> **Problem to solve**
Find all the lines in the entries below that hold the word "unit" and copy them.
*** Records for the exercise Section Begins ***
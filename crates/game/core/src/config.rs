/// Tunable parameters of the unit behavior engine.
#[derive(Clone, Copy, Debug, PartialEq)]
#[cfg_attr(feature = "serde", derive(serde::Serialize, serde::Deserialize))]
#[cfg_attr(feature = "serde", serde(default))]
pub struct CoreConfig {
    /// Seconds a unit stays in the death state before it is destroyed.
    pub death_delay: f64,
    /// Radius, in tiles around a felled tree, searched for the next tree.
    pub tree_search_radius: u32,
}

impl CoreConfig {
    pub const DEFAULT_DEATH_DELAY: f64 = 1.0;
    pub const DEFAULT_TREE_SEARCH_RADIUS: u32 = 1;

    pub const fn new() -> Self {
        Self {
            death_delay: Self::DEFAULT_DEATH_DELAY,
            tree_search_radius: Self::DEFAULT_TREE_SEARCH_RADIUS,
        }
    }

    #[must_use]
    pub const fn with_death_delay(mut self, death_delay: f64) -> Self {
        self.death_delay = death_delay;
        self
    }

    #[must_use]
    pub const fn with_tree_search_radius(mut self, radius: u32) -> Self {
        self.tree_search_radius = radius;
        self
    }
}

impl Default for CoreConfig {
    fn default() -> Self {
        Self::new()
    }
}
*** Records for the exercise Section Ends ***
> **Solution for this task**
/// Tunable parameters of the unit behavior engine.
    /// Seconds a unit stays in the death state before it is destroyed.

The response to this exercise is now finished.